*** Entries shown Section Begins ***

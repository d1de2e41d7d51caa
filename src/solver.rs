//! Load test orchestration against an external engine session.
//!
//! The model is registered through a `ModelBuilder`, then the footing is
//! loaded in equal increments. Every step tries the configured algorithms in
//! order; a step no algorithm can converge ends the test and the steps before
//! it are kept.

use std::{
    fs::File,
    io::BufWriter,
    path::{Path, PathBuf},
};

use indicatif::ProgressBar;
use log::{debug, info, warn};
use nalgebra::Vector3;

use crate::{
    boundary::{self, BoundaryConditions},
    config::ModelConfig,
    datatypes::{MaterialId, NodeTag},
    error::FootingError,
    materials,
    mesher::MeshBuild,
    session::{
        Algorithm, AnalysisSession, AnalysisSetup, MaterialModel, ModelBuilder, NodalLoad,
        ScriptSession, StepOutcome,
    },
};

#[derive(Debug, Clone, PartialEq)]
pub enum AttemptOutcome {
    Converged,
    Diverged,
    /// The engine raised an error instead of reporting a result.
    Failed(String),
}

#[derive(Debug, Clone, PartialEq)]
pub struct Attempt {
    pub algorithm: Algorithm,
    pub outcome: AttemptOutcome,
}

/// Ordered list of algorithms tried on each step.
#[derive(Debug, Clone, PartialEq)]
pub struct FallbackPolicy {
    algorithms: Vec<Algorithm>,
}

impl FallbackPolicy {
    pub fn new(algorithms: Vec<Algorithm>) -> Result<FallbackPolicy, FootingError> {
        if algorithms.is_empty() {
            return Err(FootingError::Solver(
                "no solution algorithm configured".to_owned(),
            ));
        }
        Ok(FallbackPolicy { algorithms })
    }

    pub fn primary(&self) -> Algorithm {
        self.algorithms[0]
    }

    pub fn algorithms(&self) -> &[Algorithm] {
        &self.algorithms
    }

    /// Runs one step, trying algorithms until one converges. Every attempt is
    /// recorded. After a fallback the primary algorithm is restored.
    pub fn run_step<S: AnalysisSession>(&self, session: &mut S) -> Vec<Attempt> {
        let mut attempts = Vec::new();

        for &algorithm in &self.algorithms {
            let outcome = match session
                .set_algorithm(algorithm)
                .and_then(|_| session.analyze())
            {
                Ok(StepOutcome::Converged) => AttemptOutcome::Converged,
                Ok(StepOutcome::Diverged) => AttemptOutcome::Diverged,
                Err(err) => AttemptOutcome::Failed(err.to_string()),
            };
            debug!("{} -> {:?}", algorithm.name(), outcome);

            let converged = outcome == AttemptOutcome::Converged;
            attempts.push(Attempt { algorithm, outcome });
            if converged {
                break;
            }
        }

        if attempts.len() > 1 {
            if let Err(err) = session.set_algorithm(self.primary()) {
                warn!(
                    target: "solver",
                    "could not restore {}: {err}",
                    self.primary().name()
                );
            }
        }

        attempts
    }
}

#[derive(Debug, Clone, PartialEq)]
pub struct StepRecord {
    pub step: usize,
    /// Load carried by the modeled domain, kN.
    pub model_load: f64,
    /// Load on the whole physical footing, kN.
    pub total_load: f64,
    /// Mean downward displacement of the load nodes in mm, when converged.
    pub settlement: Option<f64>,
    pub attempts: Vec<Attempt>,
}

impl StepRecord {
    pub fn converged(&self) -> bool {
        self.settlement.is_some()
    }
}

#[derive(Debug, Clone, PartialEq)]
pub struct LoadTestResult {
    pub steps: Vec<StepRecord>,
    /// Step that failed to converge, if the test stopped early.
    pub halted_at: Option<usize>,
}

impl LoadTestResult {
    pub fn converged_steps(&self) -> impl Iterator<Item = &StepRecord> {
        self.steps.iter().filter(|s| s.converged())
    }

    pub fn last_converged(&self) -> Option<&StepRecord> {
        self.converged_steps().last()
    }

    /// `(total load kN, settlement mm)` for every converged step.
    pub fn curve(&self) -> Vec<(f64, f64)> {
        self.converged_steps()
            .filter_map(|s| s.settlement.map(|u| (s.total_load, u)))
            .collect()
    }
}

/// Material registered for an id, with the models the engine turned down.
#[derive(Debug, Clone, PartialEq)]
pub struct MaterialAssignment {
    pub material: MaterialId,
    pub model: MaterialModel,
    pub rejected: Vec<(&'static str, String)>,
}

fn define_with_fallback<S: ModelBuilder>(
    session: &mut S,
    material: MaterialId,
    candidates: Vec<MaterialModel>,
) -> Result<MaterialAssignment, FootingError> {
    let mut rejected = Vec::new();
    for model in candidates {
        match session.define_material(material, &model) {
            Ok(()) => {
                if !rejected.is_empty() {
                    warn!(
                        target: "solver",
                        "material {material} fell back to {}",
                        model.name()
                    );
                }
                return Ok(MaterialAssignment {
                    material,
                    model,
                    rejected,
                });
            }
            Err(FootingError::Unsupported(reason)) => rejected.push((model.name(), reason)),
            Err(err) => return Err(err),
        }
    }

    Err(FootingError::Unsupported(format!(
        "material model for material {material} ({})",
        rejected
            .iter()
            .map(|(name, _)| *name)
            .collect::<Vec<_>>()
            .join(", ")
    )))
}

/// Registers materials, nodes, elements and supports with the engine.
///
/// # Arguments
/// * `session` - Engine handle
/// * `config` - The model record
/// * `build` - The finished mesh
/// * `conditions` - Support conditions for every node
///
/// # Returns
/// The material model chosen for each material id
pub fn register_model<S: ModelBuilder>(
    session: &mut S,
    config: &ModelConfig,
    build: &MeshBuild,
    conditions: &BoundaryConditions,
) -> Result<Vec<MaterialAssignment>, FootingError> {
    let mut assignments = Vec::new();
    for layer in config.stratigraphy.layers() {
        assignments.push(define_with_fallback(
            session,
            layer.material,
            materials::soil_candidates(&layer.params),
        )?);
    }
    assignments.push(define_with_fallback(
        session,
        config.footing_material.material,
        vec![materials::elastic(&config.footing_material.params)],
    )?);

    info!(
        "registering {} nodes and {} elements",
        build.mesh.node_count(),
        build.mesh.element_count()
    );
    for node in build.mesh.nodes() {
        session.define_node(node)?;
    }
    for element in &build.mesh.elements {
        session.define_element(element)?;
    }
    for constraint in conditions.fixed() {
        session.fix(constraint.tag, constraint.fixity)?;
    }

    Ok(assignments)
}

/// Reference load pattern: the modeled share of the maximum load spread
/// evenly over the load nodes, pointing down.
pub fn nodal_loads(
    config: &ModelConfig,
    load_nodes: &[NodeTag],
) -> Result<Vec<NodalLoad>, FootingError> {
    if load_nodes.is_empty() {
        return Err(FootingError::Solver("footing has no load nodes".to_owned()));
    }
    let model_load = config.load_test.max_load / config.domain.symmetry.load_factor();
    let per_node = -model_load / load_nodes.len() as f64;

    Ok(load_nodes
        .iter()
        .map(|&node| NodalLoad {
            node,
            force: Vector3::new(0.0, 0.0, per_node),
        })
        .collect())
}

pub fn analysis_setup(config: &ModelConfig) -> AnalysisSetup {
    AnalysisSetup {
        tolerance: config.analysis.tolerance,
        max_iterations: config.analysis.max_iterations,
        load_increment: 1.0 / config.load_test.num_steps as f64,
    }
}

/// Mean downward displacement of `nodes`, in mm.
pub fn settlement<S: AnalysisSession>(
    session: &mut S,
    nodes: &[NodeTag],
) -> Result<f64, FootingError> {
    let mut sum = 0.0;
    for &node in nodes {
        sum += session.vertical_displacement(node)?;
    }
    Ok(-1000.0 * sum / nodes.len() as f64)
}

/// Steps the load up to its maximum, halting at the first step no algorithm
/// converges.
pub fn run_load_test<S: AnalysisSession>(
    session: &mut S,
    config: &ModelConfig,
    policy: &FallbackPolicy,
    load_nodes: &[NodeTag],
) -> Result<LoadTestResult, FootingError> {
    let num_steps = config.load_test.num_steps;
    let factor = config.domain.symmetry.load_factor();
    let step_load = config.load_test.max_load / factor / num_steps as f64;

    session.set_algorithm(policy.primary())?;

    let mut result = LoadTestResult {
        steps: Vec::with_capacity(num_steps),
        halted_at: None,
    };
    info!("applying {} load steps", num_steps);
    let bar = ProgressBar::new(num_steps as u64);
    for step in 1..=num_steps {
        let attempts = policy.run_step(session);
        let converged = attempts
            .last()
            .map_or(false, |a| a.outcome == AttemptOutcome::Converged);

        let model_load = step_load * step as f64;
        let settlement = if converged {
            Some(settlement(session, load_nodes)?)
        } else {
            None
        };
        result.steps.push(StepRecord {
            step,
            model_load,
            total_load: model_load * factor,
            settlement,
            attempts,
        });
        bar.inc(1);

        if !converged {
            bar.abandon();
            warn!(
                target: "solver",
                "step {step} did not converge with any algorithm, stopping at {:.2} kN",
                model_load * factor
            );
            result.halted_at = Some(step);
            return Ok(result);
        }
    }
    bar.finish();

    if let Some(last) = result.last_converged() {
        info!(
            "load test complete: {:.2} kN, settlement {:.4} mm",
            last.total_load,
            last.settlement.unwrap_or_default()
        );
    }
    Ok(result)
}

/// Registers the model and runs the load test.
pub fn run<S: AnalysisSession>(
    session: &mut S,
    config: &ModelConfig,
    build: &MeshBuild,
) -> Result<LoadTestResult, FootingError> {
    let policy = FallbackPolicy::new(config.analysis.algorithms.clone())?;
    let conditions = boundary::classify(&build.mesh, &config.extents(), config.domain.symmetry);

    register_model(session, config, build, &conditions)?;
    session.apply_loads(&nodal_loads(config, &build.load_nodes)?)?;
    session.configure(&analysis_setup(config))?;

    run_load_test(session, config, &policy, &build.load_nodes)
}

/// Writes a self-contained Tcl deck running the whole load test.
pub fn write_deck(
    config: &ModelConfig,
    build: &MeshBuild,
    dir: &Path,
) -> Result<PathBuf, FootingError> {
    let path = dir.join(format!("{}.tcl", config.output.filename));
    let file = File::create(&path).map_err(|err| FootingError::io(&path, err))?;

    let mut session = ScriptSession::new(BufWriter::new(file))?;
    let conditions = boundary::classify(&build.mesh, &config.extents(), config.domain.symmetry);

    session.comment("materials, nodes, elements and supports")?;
    register_model(&mut session, config, build, &conditions)?;
    session.comment("footing load")?;
    session.apply_loads(&nodal_loads(config, &build.load_nodes)?)?;
    session.comment("analysis")?;
    session.configure(&analysis_setup(config))?;
    session.write_load_steps(
        config.load_test.num_steps,
        &config.analysis.algorithms,
        &build.load_nodes,
        config.load_test.max_load / config.load_test.num_steps as f64,
    )?;
    session.finish()?;

    info!("wrote analysis deck {}", path.display());
    Ok(path)
}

*** Entries shown Section Ends ***

Instructions to follow: Output exactly one stretch of the listing: from the line containing "every converged step." through the line containing "engine turned down.", both end lines included.

Solution for this problem:
    /// `(total load kN, settlement mm)` for every converged step.
    pub fn curve(&self) -> Vec<(f64, f64)> {
        self.converged_steps()
            .filter_map(|s| s.settlement.map(|u| (s.total_load, u)))
            .collect()
    }
}

/// Material registered for an id, with the models the engine turned down.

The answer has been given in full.